■ Work order
When a line in the entries below contains the word "lookup", copy that line.

■ Provided entries
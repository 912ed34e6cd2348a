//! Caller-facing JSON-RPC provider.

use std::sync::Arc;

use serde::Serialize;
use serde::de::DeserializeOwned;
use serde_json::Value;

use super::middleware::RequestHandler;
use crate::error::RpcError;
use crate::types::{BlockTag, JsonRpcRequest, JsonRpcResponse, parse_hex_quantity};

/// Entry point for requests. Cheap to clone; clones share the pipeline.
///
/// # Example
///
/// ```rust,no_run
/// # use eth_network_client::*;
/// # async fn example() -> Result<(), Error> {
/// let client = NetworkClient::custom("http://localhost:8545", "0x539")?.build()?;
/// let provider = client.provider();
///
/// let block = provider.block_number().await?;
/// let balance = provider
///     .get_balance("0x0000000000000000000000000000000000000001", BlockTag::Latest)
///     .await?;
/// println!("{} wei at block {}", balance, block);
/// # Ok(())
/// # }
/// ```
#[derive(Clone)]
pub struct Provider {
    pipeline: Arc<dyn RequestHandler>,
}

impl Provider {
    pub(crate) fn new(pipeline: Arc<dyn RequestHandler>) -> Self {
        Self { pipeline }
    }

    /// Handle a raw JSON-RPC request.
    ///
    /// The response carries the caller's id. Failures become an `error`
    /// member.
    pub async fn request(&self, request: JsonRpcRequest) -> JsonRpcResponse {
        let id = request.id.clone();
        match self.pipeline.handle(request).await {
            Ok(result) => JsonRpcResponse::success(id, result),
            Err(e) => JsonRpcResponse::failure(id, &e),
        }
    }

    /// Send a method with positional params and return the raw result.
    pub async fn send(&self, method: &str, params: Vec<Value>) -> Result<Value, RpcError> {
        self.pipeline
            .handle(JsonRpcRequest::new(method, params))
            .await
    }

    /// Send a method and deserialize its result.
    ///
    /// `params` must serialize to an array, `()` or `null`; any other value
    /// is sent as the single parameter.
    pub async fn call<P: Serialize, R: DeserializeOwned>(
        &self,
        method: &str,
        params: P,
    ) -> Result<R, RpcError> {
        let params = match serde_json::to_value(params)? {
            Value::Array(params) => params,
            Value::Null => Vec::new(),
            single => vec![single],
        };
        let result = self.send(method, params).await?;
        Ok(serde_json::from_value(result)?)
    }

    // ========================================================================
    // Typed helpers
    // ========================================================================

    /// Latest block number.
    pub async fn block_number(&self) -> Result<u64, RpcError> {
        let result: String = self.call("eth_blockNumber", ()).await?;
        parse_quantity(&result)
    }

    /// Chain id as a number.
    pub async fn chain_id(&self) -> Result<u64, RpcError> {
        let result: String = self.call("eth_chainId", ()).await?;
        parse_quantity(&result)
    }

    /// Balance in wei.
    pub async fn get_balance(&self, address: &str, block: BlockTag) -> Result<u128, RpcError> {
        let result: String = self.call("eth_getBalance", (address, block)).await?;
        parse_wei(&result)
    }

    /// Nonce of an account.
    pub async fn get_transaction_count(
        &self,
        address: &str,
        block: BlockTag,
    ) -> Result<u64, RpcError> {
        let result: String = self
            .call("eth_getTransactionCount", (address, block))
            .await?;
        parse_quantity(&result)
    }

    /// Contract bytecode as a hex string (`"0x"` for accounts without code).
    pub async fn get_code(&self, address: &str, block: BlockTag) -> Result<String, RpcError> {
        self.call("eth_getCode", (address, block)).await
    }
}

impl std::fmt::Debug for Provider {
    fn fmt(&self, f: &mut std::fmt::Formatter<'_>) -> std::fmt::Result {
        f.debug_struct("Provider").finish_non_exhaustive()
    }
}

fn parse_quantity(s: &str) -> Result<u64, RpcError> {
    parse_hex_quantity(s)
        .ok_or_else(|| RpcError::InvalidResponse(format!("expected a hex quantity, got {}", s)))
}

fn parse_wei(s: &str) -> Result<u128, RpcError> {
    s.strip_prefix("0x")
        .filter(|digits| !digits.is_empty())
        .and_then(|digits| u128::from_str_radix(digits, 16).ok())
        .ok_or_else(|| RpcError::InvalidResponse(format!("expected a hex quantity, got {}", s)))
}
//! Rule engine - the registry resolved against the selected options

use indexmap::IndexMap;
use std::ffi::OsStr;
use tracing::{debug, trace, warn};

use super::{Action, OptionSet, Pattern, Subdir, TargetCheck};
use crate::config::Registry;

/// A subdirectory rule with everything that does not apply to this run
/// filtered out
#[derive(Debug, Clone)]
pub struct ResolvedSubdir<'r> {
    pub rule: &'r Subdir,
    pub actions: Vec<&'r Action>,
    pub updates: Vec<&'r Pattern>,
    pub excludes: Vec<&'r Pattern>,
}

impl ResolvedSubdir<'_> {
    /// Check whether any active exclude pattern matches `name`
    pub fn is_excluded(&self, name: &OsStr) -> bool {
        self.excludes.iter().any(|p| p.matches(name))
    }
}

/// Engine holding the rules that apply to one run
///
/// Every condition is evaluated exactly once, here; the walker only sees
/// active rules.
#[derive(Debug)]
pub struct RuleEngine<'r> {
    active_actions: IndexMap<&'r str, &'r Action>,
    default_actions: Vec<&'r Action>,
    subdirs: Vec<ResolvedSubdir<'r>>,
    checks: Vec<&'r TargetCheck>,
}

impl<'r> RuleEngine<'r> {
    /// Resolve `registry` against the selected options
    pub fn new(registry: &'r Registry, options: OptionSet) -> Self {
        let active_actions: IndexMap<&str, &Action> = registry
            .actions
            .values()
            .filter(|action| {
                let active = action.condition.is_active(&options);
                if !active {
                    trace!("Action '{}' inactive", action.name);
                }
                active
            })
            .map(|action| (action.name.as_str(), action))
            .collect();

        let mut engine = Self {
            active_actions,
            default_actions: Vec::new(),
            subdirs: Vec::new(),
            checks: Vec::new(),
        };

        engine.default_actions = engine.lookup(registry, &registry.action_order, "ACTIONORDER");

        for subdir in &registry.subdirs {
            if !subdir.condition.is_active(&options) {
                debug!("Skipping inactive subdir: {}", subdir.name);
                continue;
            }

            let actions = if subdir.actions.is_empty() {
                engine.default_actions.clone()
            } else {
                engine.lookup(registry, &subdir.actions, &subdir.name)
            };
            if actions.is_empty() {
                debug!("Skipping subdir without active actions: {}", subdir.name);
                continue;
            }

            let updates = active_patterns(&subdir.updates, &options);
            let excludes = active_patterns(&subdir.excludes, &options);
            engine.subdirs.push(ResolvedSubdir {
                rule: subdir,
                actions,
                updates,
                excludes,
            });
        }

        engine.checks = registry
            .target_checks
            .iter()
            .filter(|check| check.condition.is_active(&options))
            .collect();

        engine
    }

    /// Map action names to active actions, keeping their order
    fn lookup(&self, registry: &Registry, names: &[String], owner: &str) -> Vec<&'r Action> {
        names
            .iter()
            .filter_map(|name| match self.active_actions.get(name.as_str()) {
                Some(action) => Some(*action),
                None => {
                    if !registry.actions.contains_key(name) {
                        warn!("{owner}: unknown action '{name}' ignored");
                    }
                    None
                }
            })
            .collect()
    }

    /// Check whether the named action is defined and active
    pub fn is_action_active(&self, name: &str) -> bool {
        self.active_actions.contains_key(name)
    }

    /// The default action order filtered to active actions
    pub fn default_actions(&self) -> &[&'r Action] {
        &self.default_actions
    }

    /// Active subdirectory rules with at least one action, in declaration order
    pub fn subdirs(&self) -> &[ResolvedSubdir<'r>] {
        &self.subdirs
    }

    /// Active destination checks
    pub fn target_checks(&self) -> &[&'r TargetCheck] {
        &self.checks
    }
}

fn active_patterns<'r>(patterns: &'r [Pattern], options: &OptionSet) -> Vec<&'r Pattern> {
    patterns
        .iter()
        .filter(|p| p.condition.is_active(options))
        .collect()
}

■ Output for this exercise
        engine.default_actions = engine.lookup(registry, &registry.action_order, "ACTIONORDER");
                engine.lookup(registry, &subdir.actions, &subdir.name)
    fn lookup(&self, registry: &Registry, names: &[String], owner: &str) -> Vec<&'r Action> {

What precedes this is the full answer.